Zapytaliśmy też radną Aleksandrę Kostrzewską (która zresztą na początku kadencji pełniła funkcję przewodniczącej Rady Miejskiej) jak się czuje w sytuacji, w której w wyniku jej głosowania poza salą, powstał obecny problem z uchwała absolutoryjną.
– Uważam, że nie należy dać się wpędzić w propagandowe wizje niektórych radnych, jakoby był to wielki skandal. Sytuacja się wydarzyła, koniec tematu – mówi. – Wolałabym skupić się na problemach gminy, na przykład szkodliwym pomyśle budowy obwodnicy Konstancina – dodaje Aleksandra Kostrzewska.
Będzie referendum?
Burmistrz zakwestionował uchwałę ws. nieudzielenia mu wotum zaufania powołując się również na to, że taka decyzja otwiera drogę do odsunięcia go od pełnionej funkcji w przyszłym roku. Po drugim z kolei negatywnym głosowaniu uchwały o wotum zaufania, radni mogą bowiem podjąć decyzję o organizacji referendum ws. odwołania burmistrza. Negatywny wynik głosowania uchwały absolutoryjnej jest równoznaczny z inicjatywą referendalną już za pierwszym razem. Nawet gdyby taką uchwałę podjęli radni, w sytuacji, gdy ani Rada, ani RIO nie ma zastrzeżeń odnośnie do wykonania budżetu za rok 2021, który jest podstawą udzielenia absolutorium, decyzję negatywną zakwestionować jest bardzo łatwo i często robi to sam organ nadzoru, bez odwołania samego zainteresowanego. Teraz „piłeczka” w sprawie nieważnej uchwały jest po stronie radnych.

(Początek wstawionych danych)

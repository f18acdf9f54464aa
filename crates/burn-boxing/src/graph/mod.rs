//! Transitions wired into the distributed task graph instead of run as one instruction.
//!
//! The `b-to-1` rule collapses a broadcast (or single device) tensor onto one destination
//! device. Lazy tensors only get their graph wiring; eager tensors also get their value moved.

mod b21;
mod task;

pub use b21::*;
pub use task::*;

use crate::collective::{check_single_axis, require_src};
use crate::layout::{PlacedLayout, is_all_broadcast};
use crate::{BoxingContext, BoxingError, CheckError, DistributedTensor, Result, RuleRegistry};

pub(crate) fn register_rules(registry: &mut RuleRegistry) {
    registry.register("b-to-1", check_b_to_1, b_to_1);
}

fn check_b_to_1(src: &PlacedLayout, dst: &PlacedLayout) -> core::result::Result<(), CheckError> {
    check_single_axis(src, dst)?;
    let out_devices = dst.placement().parallel_num();
    if out_devices != 1 {
        return Err(CheckError::PlacementShape {
            reason: alloc::format!("destination spans {out_devices} devices, expected 1"),
        });
    }
    let degenerate = src.placement().parallel_num() == 1;
    require_src(degenerate || is_all_broadcast(src.layout()), "broadcast or single device", src)
}

fn b_to_1(
    ctx: &BoxingContext,
    tensor: &DistributedTensor,
    src: &PlacedLayout,
    dst: &PlacedLayout,
) -> Result<DistributedTensor> {
    if tensor.placed_layout() != src {
        return Err(BoxingError::PlacementMismatch {
            expected: src.clone(),
            actual: tensor.placed_layout().clone(),
        });
    }

    let graph = ctx.task_graph();
    let in_tasks = graph.producer_tasks(tensor.blob(), src.placement());
    let output = B21SubTaskGraphBuilder.build(
        graph,
        &in_tasks,
        src.placement(),
        dst.placement(),
        tensor.blob(),
        src.layout().first(),
    )?;
    log::debug!("{}: {}", output.status.builder, output.status.comment);

    if !tensor.is_eager() {
        return DistributedTensor::lazy(tensor.blob().clone(), tensor.shape().to_vec(), dst.clone());
    }
    let value = tensor.shards()?[output.data_sources[0]].clone();
    DistributedTensor::from_logical(tensor.blob().clone(), value, dst.clone())
}
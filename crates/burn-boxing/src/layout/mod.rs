//! Value types describing how a tensor is distributed over devices.

mod placed;
mod placement;
mod sbp;

pub use placed::*;
pub use placement::*;
pub use sbp::*;
use alloc::boxed::Box;
use alloc::vec::Vec;
use core::sync::atomic::{AtomicUsize, Ordering};

use ndarray::{ArrayD, Axis, Slice, Zip, concatenate};
use rayon::prelude::*;
use thiserror::Error;

use super::{CollectiveIssuer, ReduceOp};
use crate::layout::{Layout, PlacedLayout, balanced_split};
use crate::{BoxingError, DistributedTensor, Result, StreamKind};

/// Failures of the in-memory collective backend.
#[derive(Error, Debug)]
pub enum CollectiveFault {
    /// A device of the group cannot run collectives.
    #[error("{stream:?} cannot run `{primitive}`")]
    UnsupportedStream {
        /// Primitive being issued.
        primitive: &'static str,
        /// Offending stream.
        stream: StreamKind,
    },

    /// The input is not distributed the way the primitive consumes it.
    #[error("`{primitive}` expects a one-dimensional {expected} input, got {layout}")]
    UnexpectedLayout {
        /// Primitive being issued.
        primitive: &'static str,
        /// Expected distribution.
        expected: &'static str,
        /// Actual layout.
        layout: Layout,
    },

    /// Device buffers cannot be combined.
    #[error("`{primitive}` got incompatible buffers: {reason}")]
    Buffers {
        /// Primitive being issued.
        primitive: &'static str,
        /// What is incompatible.
        reason: alloc::string::String,
    },
}

impl From<CollectiveFault> for BoxingError {
    fn from(fault: CollectiveFault) -> Self {
        BoxingError::CollectiveExecution(Box::new(fault))
    }
}

/// Collective backend over host memory: every device buffer lives in this process and each
/// primitive computes all devices' outputs at once.
///
/// Only accelerator placements are accepted, matching a hardware collective library.
#[derive(Debug, Default)]
pub struct HostCollectives {
    issued: AtomicUsize,
}

impl HostCollectives {
    /// Number of primitives issued so far.
    pub fn issued(&self) -> usize {
        self.issued.load(Ordering::Relaxed)
    }

    fn prepare<'a>(
        &self,
        primitive: &'static str,
        tensor: &'a DistributedTensor,
    ) -> Result<&'a [ArrayD<f32>]> {
        if let Some(stream) = tensor
            .placement()
            .streams()
            .find(|stream| !stream.supports_collectives())
        {
            return Err(CollectiveFault::UnsupportedStream { primitive, stream }.into());
        }
        if tensor.layout().len() != 1 {
            return Err(unexpected(primitive, "single-axis", tensor.layout()));
        }

        tensor.shards()
    }

    fn issue(&self, primitive: &'static str, tensor: &DistributedTensor) {
        self.issued.fetch_add(1, Ordering::Relaxed);
        log::trace!("Issuing `{primitive}` over {}", tensor.placement());
    }

    fn split_axis(primitive: &'static str, layout: &Layout) -> Result<usize> {
        layout
            .first()
            .split_axis()
            .ok_or_else(|| unexpected(primitive, "split", layout))
    }
}

fn unexpected(primitive: &'static str, expected: &'static str, layout: &Layout) -> BoxingError {
    CollectiveFault::UnexpectedLayout {
        primitive,
        expected,
        layout: layout.clone(),
    }
    .into()
}

fn check_axis(primitive: &'static str, axis: usize, rank: usize) -> Result<()> {
    if axis >= rank {
        return Err(CollectiveFault::Buffers {
            primitive,
            reason: format!("axis {axis} out of range for rank {rank}"),
        }
        .into());
    }
    Ok(())
}

fn reduce(primitive: &'static str, shards: &[ArrayD<f32>], op: ReduceOp) -> Result<ArrayD<f32>> {
    let (first, rest) = shards.split_first().ok_or_else(|| CollectiveFault::Buffers {
        primitive,
        reason: "empty device group".into(),
    })?;

    let mut acc = first.clone();
    for shard in rest {
        if shard.shape() != acc.shape() {
            return Err(CollectiveFault::Buffers {
                primitive,
                reason: format!("shapes {:?} and {:?}", acc.shape(), shard.shape()),
            }
            .into());
        }
        match op {
            ReduceOp::Sum => acc += shard,
            ReduceOp::Max => Zip::from(&mut acc).and(shard).for_each(|a, &b| *a = (*a).max(b)),
        }
    }
    Ok(acc)
}

fn on_same_placement(tensor: &DistributedTensor, layout: Layout) -> Result<PlacedLayout> {
    Ok(PlacedLayout::new(tensor.placement().clone(), layout)?)
}

impl CollectiveIssuer for HostCollectives {
    fn all_reduce(&self, tensor: &DistributedTensor, op: ReduceOp) -> Result<DistributedTensor> {
        let shards = self.prepare("all_reduce", tensor)?;
        let reduced = reduce("all_reduce", shards, op)?;
        self.issue("all_reduce", tensor);

        let outputs = vec![reduced; shards.len()];
        tensor.with_shards(on_same_placement(tensor, Layout::broadcast())?, outputs)
    }

    fn reduce_scatter(
        &self,
        tensor: &DistributedTensor,
        op: ReduceOp,
        axis: usize,
    ) -> Result<DistributedTensor> {
        let shards = self.prepare("reduce_scatter", tensor)?;
        check_axis("reduce_scatter", axis, tensor.shape().len())?;
        let reduced = reduce("reduce_scatter", shards, op)?;
        self.issue("reduce_scatter", tensor);

        let outputs = balanced_split(reduced.shape()[axis], shards.len())
            .into_par_iter()
            .map(|range| reduced.slice_axis(Axis(axis), Slice::from(range)).to_owned())
            .collect();
        tensor.with_shards(on_same_placement(tensor, Layout::split(axis))?, outputs)
    }

    fn all_gather(&self, tensor: &DistributedTensor) -> Result<DistributedTensor> {
        let shards = self.prepare("all_gather", tensor)?;
        let axis = Self::split_axis("all_gather", tensor.layout())?;
        self.issue("all_gather", tensor);

        let views: Vec<_> = shards.iter().map(|shard| shard.view()).collect();
        let gathered = concatenate(Axis(axis), &views)?;
        let outputs = vec![gathered; shards.len()];
        tensor.with_shards(on_same_placement(tensor, Layout::broadcast())?, outputs)
    }

    fn all_to_all(&self, tensor: &DistributedTensor, layout: &Layout) -> Result<DistributedTensor> {
        let shards = self.prepare("all_to_all", tensor)?;
        let in_axis = Self::split_axis("all_to_all", tensor.layout())?;
        let out_axis = Self::split_axis("all_to_all", layout)?;
        check_axis("all_to_all", out_axis, tensor.shape().len())?;
        self.issue("all_to_all", tensor);

        // Peer `p` receives the `p`-th slice along the new axis from every peer, in rank order.
        let peers = shards.len();
        let outputs = (0..peers)
            .into_par_iter()
            .map(|peer| {
                let pieces: Vec<_> = shards
                    .iter()
                    .map(|shard| {
                        let range =
                            balanced_split(shard.shape()[out_axis], peers).swap_remove(peer);
                        shard.slice_axis(Axis(out_axis), Slice::from(range))
                    })
                    .collect();
                concatenate(Axis(in_axis), &pieces)
            })
            .collect::<core::result::Result<Vec<_>, _>>()?;

        tensor.with_shards(on_same_placement(tensor, Layout::split(out_axis))?, outputs)
    }
}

Tymczasem burmistrz Kazimierz Jańczuk zaskoczył wszystkich informacją o…wycofaniu skargi z WSA. Takie pismo zostało przekazane do radnych w poniedziałek 8 sierpnia br.
- Podjąłem taką decyzję po przeanalizowaniu sytuacji. Być może zareagowałem najpierw zbyt emocjonalnie – powiedział nam burmistrz. – Stwierdziłem, że nie będę walczyć. Chcę nadal w spokoju działać i służyć mieszkańcom Konstancina-Jeziorny – podkreślił.